• [Input data]:
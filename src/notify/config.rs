//! Notification configuration: triggers, channels and conditions
//!
//! Configs live on the timeline and are persisted with it, so everything
//! here is plain serializable data.

use serde::{Deserialize, Serialize};
use serde_json::Value;
use std::fmt;
use std::str::FromStr;

use crate::domain::{ItemId, ItemStatus, Priority, TimelineEvent, TimelineItem};

/// Lifecycle point that fires a notification
#[derive(Debug, Clone, PartialEq, Eq, Hash, Serialize, Deserialize)]
#[serde(try_from = "String", into = "String")]
pub enum Trigger {
    StageStart,
    StageComplete,
    MilestoneReached,
    MilestoneMissed,
    TimelineStart,
    TimelineComplete,
    DependencyReady,
    /// Host-defined trigger, fired explicitly by name
    Custom(String),
}

impl Trigger {
    /// Maps a timeline event to the trigger it fires, if any
    pub fn for_event(event: &TimelineEvent) -> Option<Trigger> {
        match event {
            TimelineEvent::StageStarted { .. } => Some(Trigger::StageStart),
            TimelineEvent::StageCompleted { .. } => Some(Trigger::StageComplete),
            TimelineEvent::MilestoneReached { .. } => Some(Trigger::MilestoneReached),
            TimelineEvent::MilestoneMissed { .. } => Some(Trigger::MilestoneMissed),
            TimelineEvent::TimelineStarted { .. } => Some(Trigger::TimelineStart),
            TimelineEvent::TimelineCompleted { .. } => Some(Trigger::TimelineComplete),
            TimelineEvent::DependencyReady { .. } => Some(Trigger::DependencyReady),
            _ => None,
        }
    }
}

impl fmt::Display for Trigger {
    fn fmt(&self, f: &mut fmt::Formatter<'_>) -> fmt::Result {
        match self {
            Trigger::StageStart => f.write_str("stage_start"),
            Trigger::StageComplete => f.write_str("stage_complete"),
            Trigger::MilestoneReached => f.write_str("milestone_reached"),
            Trigger::MilestoneMissed => f.write_str("milestone_missed"),
            Trigger::TimelineStart => f.write_str("timeline_start"),
            Trigger::TimelineComplete => f.write_str("timeline_complete"),
            Trigger::DependencyReady => f.write_str("dependency_ready"),
            Trigger::Custom(name) => write!(f, "custom:{}", name),
        }
    }
}

impl FromStr for Trigger {
    type Err = String;

    fn from_str(s: &str) -> Result<Self, Self::Err> {
        match s {
            "stage_start" => Ok(Trigger::StageStart),
            "stage_complete" => Ok(Trigger::StageComplete),
            "milestone_reached" => Ok(Trigger::MilestoneReached),
            "milestone_missed" => Ok(Trigger::MilestoneMissed),
            "timeline_start" => Ok(Trigger::TimelineStart),
            "timeline_complete" => Ok(Trigger::TimelineComplete),
            "dependency_ready" => Ok(Trigger::DependencyReady),
            other => match other.strip_prefix("custom:") {
                Some(name) if !name.trim().is_empty() => Ok(Trigger::Custom(name.to_string())),
                _ => Err(format!("Unknown trigger: {}", other)),
            },
        }
    }
}

impl TryFrom<String> for Trigger {
    type Error = String;

    fn try_from(s: String) -> Result<Self, Self::Error> {
        s.parse()
    }
}

impl From<Trigger> for String {
    fn from(trigger: Trigger) -> Self {
        trigger.to_string()
    }
}

/// Delivery channel
#[derive(Debug, Clone, Copy, PartialEq, Eq, Hash, Serialize, Deserialize)]
#[serde(rename_all = "lowercase")]
pub enum Channel {
    Email,
    Slack,
    Webhook,
    Sms,
    Console,
}

impl Channel {
    pub fn as_str(&self) -> &'static str {
        match self {
            Channel::Email => "email",
            Channel::Slack => "slack",
            Channel::Webhook => "webhook",
            Channel::Sms => "sms",
            Channel::Console => "console",
        }
    }
}

impl fmt::Display for Channel {
    fn fmt(&self, f: &mut fmt::Formatter<'_>) -> fmt::Result {
        f.write_str(self.as_str())
    }
}

impl FromStr for Channel {
    type Err = String;

    fn from_str(s: &str) -> Result<Self, Self::Err> {
        match s.to_lowercase().as_str() {
            "email" => Ok(Channel::Email),
            "slack" => Ok(Channel::Slack),
            "webhook" => Ok(Channel::Webhook),
            "sms" => Ok(Channel::Sms),
            "console" => Ok(Channel::Console),
            _ => Err(format!("Unknown channel: {}", s)),
        }
    }
}

/// Predicate over the item an event is about
///
/// Events without an item (timeline start/complete) only pass conditions
/// that do not look at the item: an empty `all`.
#[derive(Debug, Clone, PartialEq, Serialize, Deserialize)]
#[serde(tag = "type", rename_all = "snake_case")]
pub enum Condition {
    StatusIs { status: ItemStatus },
    PriorityAtLeast { priority: Priority },
    ItemIdIs { id: ItemId },
    MetadataEquals { key: String, value: Value },
    All { conditions: Vec<Condition> },
    Any { conditions: Vec<Condition> },
}

impl Condition {
    pub fn evaluate(&self, item: Option<&TimelineItem>) -> bool {
        match self {
            Condition::All { conditions } => conditions.iter().all(|c| c.evaluate(item)),
            Condition::Any { conditions } => conditions.iter().any(|c| c.evaluate(item)),
            Condition::StatusIs { status } => item.is_some_and(|i| i.status() == *status),
            Condition::PriorityAtLeast { priority } => {
                item.is_some_and(|i| i.core().priority >= *priority)
            }
            Condition::ItemIdIs { id } => item.is_some_and(|i| i.id() == id),
            Condition::MetadataEquals { key, value } => {
                item.is_some_and(|i| i.core().metadata.get(key) == Some(value))
            }
        }
    }
}

/// One notification rule attached to a timeline
#[derive(Debug, Clone, PartialEq, Serialize, Deserialize)]
#[serde(rename_all = "camelCase")]
pub struct NotificationConfig {
    pub trigger: Trigger,
    pub channel: Channel,
    pub template: String,
    #[serde(default, skip_serializing_if = "Option::is_none")]
    pub recipients: Option<Vec<String>>,
    #[serde(default, skip_serializing_if = "Option::is_none")]
    pub condition: Option<Condition>,
    /// Channel-specific settings (webhook URL, slack channel, ...)
    #[serde(default, skip_serializing_if = "Option::is_none")]
    pub channel_config: Option<Value>,
}

impl NotificationConfig {
    pub fn new(trigger: Trigger, channel: Channel, template: impl Into<String>) -> Self {
        Self {
            trigger,
            channel,
            template: template.into(),
            recipients: None,
            condition: None,
            channel_config: None,
        }
    }

    pub fn with_recipients(mut self, recipients: Vec<String>) -> Self {
        self.recipients = Some(recipients);
        self
    }

    pub fn with_condition(mut self, condition: Condition) -> Self {
        self.condition = Some(condition);
        self
    }

    pub fn with_channel_config(mut self, config: Value) -> Self {
        self.channel_config = Some(config);
        self
    }

    /// True if this config fires for `trigger` on `item`
    pub fn matches(&self, trigger: &Trigger, item: Option<&TimelineItem>) -> bool {
        &self.trigger == trigger
            && self
                .condition
                .as_ref()
                .is_none_or(|condition| condition.evaluate(item))
    }
}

• [Assignment]: Transcribe the material above. Change nothing in it.

• [Solution below]:
filename src/notify/config.rs
//! Notification configuration: triggers, channels and conditions
//!
//! Configs live on the timeline and are persisted with it, so everything
//! here is plain serializable data.

use serde::{Deserialize, Serialize};
use serde_json::Value;
use std::fmt;
use std::str::FromStr;

use crate::domain::{ItemId, ItemStatus, Priority, TimelineEvent, TimelineItem};

/// Lifecycle point that fires a notification
#[derive(Debug, Clone, PartialEq, Eq, Hash, Serialize, Deserialize)]
#[serde(try_from = "String", into = "String")]
pub enum Trigger {
    StageStart,
    StageComplete,
    MilestoneReached,
    MilestoneMissed,
    TimelineStart,
    TimelineComplete,
    DependencyReady,
    /// Host-defined trigger, fired explicitly by name
    Custom(String),
}

impl Trigger {
    /// Maps a timeline event to the trigger it fires, if any
    pub fn for_event(event: &TimelineEvent) -> Option<Trigger> {
        match event {
            TimelineEvent::StageStarted { .. } => Some(Trigger::StageStart),
            TimelineEvent::StageCompleted { .. } => Some(Trigger::StageComplete),
            TimelineEvent::MilestoneReached { .. } => Some(Trigger::MilestoneReached),
            TimelineEvent::MilestoneMissed { .. } => Some(Trigger::MilestoneMissed),
            TimelineEvent::TimelineStarted { .. } => Some(Trigger::TimelineStart),
            TimelineEvent::TimelineCompleted { .. } => Some(Trigger::TimelineComplete),
            TimelineEvent::DependencyReady { .. } => Some(Trigger::DependencyReady),
            _ => None,
        }
    }
}

impl fmt::Display for Trigger {
    fn fmt(&self, f: &mut fmt::Formatter<'_>) -> fmt::Result {
        match self {
            Trigger::StageStart => f.write_str("stage_start"),
            Trigger::StageComplete => f.write_str("stage_complete"),
            Trigger::MilestoneReached => f.write_str("milestone_reached"),
            Trigger::MilestoneMissed => f.write_str("milestone_missed"),
            Trigger::TimelineStart => f.write_str("timeline_start"),
            Trigger::TimelineComplete => f.write_str("timeline_complete"),
            Trigger::DependencyReady => f.write_str("dependency_ready"),
            Trigger::Custom(name) => write!(f, "custom:{}", name),
        }
    }
}

impl FromStr for Trigger {
    type Err = String;

    fn from_str(s: &str) -> Result<Self, Self::Err> {
        match s {
            "stage_start" => Ok(Trigger::StageStart),
            "stage_complete" => Ok(Trigger::StageComplete),
            "milestone_reached" => Ok(Trigger::MilestoneReached),
            "milestone_missed" => Ok(Trigger::MilestoneMissed),
            "timeline_start" => Ok(Trigger::TimelineStart),
            "timeline_complete" => Ok(Trigger::TimelineComplete),
            "dependency_ready" => Ok(Trigger::DependencyReady),
            other => match other.strip_prefix("custom:") {
                Some(name) if !name.trim().is_empty() => Ok(Trigger::Custom(name.to_string())),
                _ => Err(format!("Unknown trigger: {}", other)),
            },
        }
    }
}

impl TryFrom<String> for Trigger {
    type Error = String;

    fn try_from(s: String) -> Result<Self, Self::Error> {
        s.parse()
    }
}

impl From<Trigger> for String {
    fn from(trigger: Trigger) -> Self {
        trigger.to_string()
    }
}

/// Delivery channel
#[derive(Debug, Clone, Copy, PartialEq, Eq, Hash, Serialize, Deserialize)]
#[serde(rename_all = "lowercase")]
pub enum Channel {
    Email,
    Slack,
    Webhook,
    Sms,
    Console,
}

impl Channel {
    pub fn as_str(&self) -> &'static str {
        match self {
            Channel::Email => "email",
            Channel::Slack => "slack",
            Channel::Webhook => "webhook",
            Channel::Sms => "sms",
            Channel::Console => "console",
        }
    }
}

impl fmt::Display for Channel {
    fn fmt(&self, f: &mut fmt::Formatter<'_>) -> fmt::Result {
        f.write_str(self.as_str())
    }
}

impl FromStr for Channel {
    type Err = String;

    fn from_str(s: &str) -> Result<Self, Self::Err> {
        match s.to_lowercase().as_str() {
            "email" => Ok(Channel::Email),
            "slack" => Ok(Channel::Slack),
            "webhook" => Ok(Channel::Webhook),
            "sms" => Ok(Channel::Sms),
            "console" => Ok(Channel::Console),
            _ => Err(format!("Unknown channel: {}", s)),
        }
    }
}

/// Predicate over the item an event is about
///
/// Events without an item (timeline start/complete) only pass conditions
/// that do not look at the item: an empty `all`.
#[derive(Debug, Clone, PartialEq, Serialize, Deserialize)]
#[serde(tag = "type", rename_all = "snake_case")]
pub enum Condition {
    StatusIs { status: ItemStatus },
    PriorityAtLeast { priority: Priority },
    ItemIdIs { id: ItemId },
    MetadataEquals { key: String, value: Value },
    All { conditions: Vec<Condition> },
    Any { conditions: Vec<Condition> },
}

impl Condition {
    pub fn evaluate(&self, item: Option<&TimelineItem>) -> bool {
        match self {
            Condition::All { conditions } => conditions.iter().all(|c| c.evaluate(item)),
            Condition::Any { conditions } => conditions.iter().any(|c| c.evaluate(item)),
            Condition::StatusIs { status } => item.is_some_and(|i| i.status() == *status),
            Condition::PriorityAtLeast { priority } => {
                item.is_some_and(|i| i.core().priority >= *priority)
            }
            Condition::ItemIdIs { id } => item.is_some_and(|i| i.id() == id),
            Condition::MetadataEquals { key, value } => {
                item.is_some_and(|i| i.core().metadata.get(key) == Some(value))
            }
        }
    }
}

/// One notification rule attached to a timeline
#[derive(Debug, Clone, PartialEq, Serialize, Deserialize)]
#[serde(rename_all = "camelCase")]
pub struct NotificationConfig {
    pub trigger: Trigger,
    pub channel: Channel,
    pub template: String,
    #[serde(default, skip_serializing_if = "Option::is_none")]
    pub recipients: Option<Vec<String>>,
    #[serde(default, skip_serializing_if = "Option::is_none")]
    pub condition: Option<Condition>,
    /// Channel-specific settings (webhook URL, slack channel, ...)
    #[serde(default, skip_serializing_if = "Option::is_none")]
    pub channel_config: Option<Value>,
}

impl NotificationConfig {
    pub fn new(trigger: Trigger, channel: Channel, template: impl Into<String>) -> Self {
        Self {
            trigger,
            channel,
            template: template.into(),
            recipients: None,
            condition: None,
            channel_config: None,
        }
    }

    pub fn with_recipients(mut self, recipients: Vec<String>) -> Self {
        self.recipients = Some(recipients);
        self
    }

    pub fn with_condition(mut self, condition: Condition) -> Self {
        self.condition = Some(condition);
        self
    }

    pub fn with_channel_config(mut self, config: Value) -> Self {
        self.channel_config = Some(config);
        self
    }

    /// True if this config fires for `trigger` on `item`
    pub fn matches(&self, trigger: &Trigger, item: Option<&TimelineItem>) -> bool {
        &self.trigger == trigger
            && self
                .condition
                .as_ref()
                .is_none_or(|condition| condition.evaluate(item))
    }
}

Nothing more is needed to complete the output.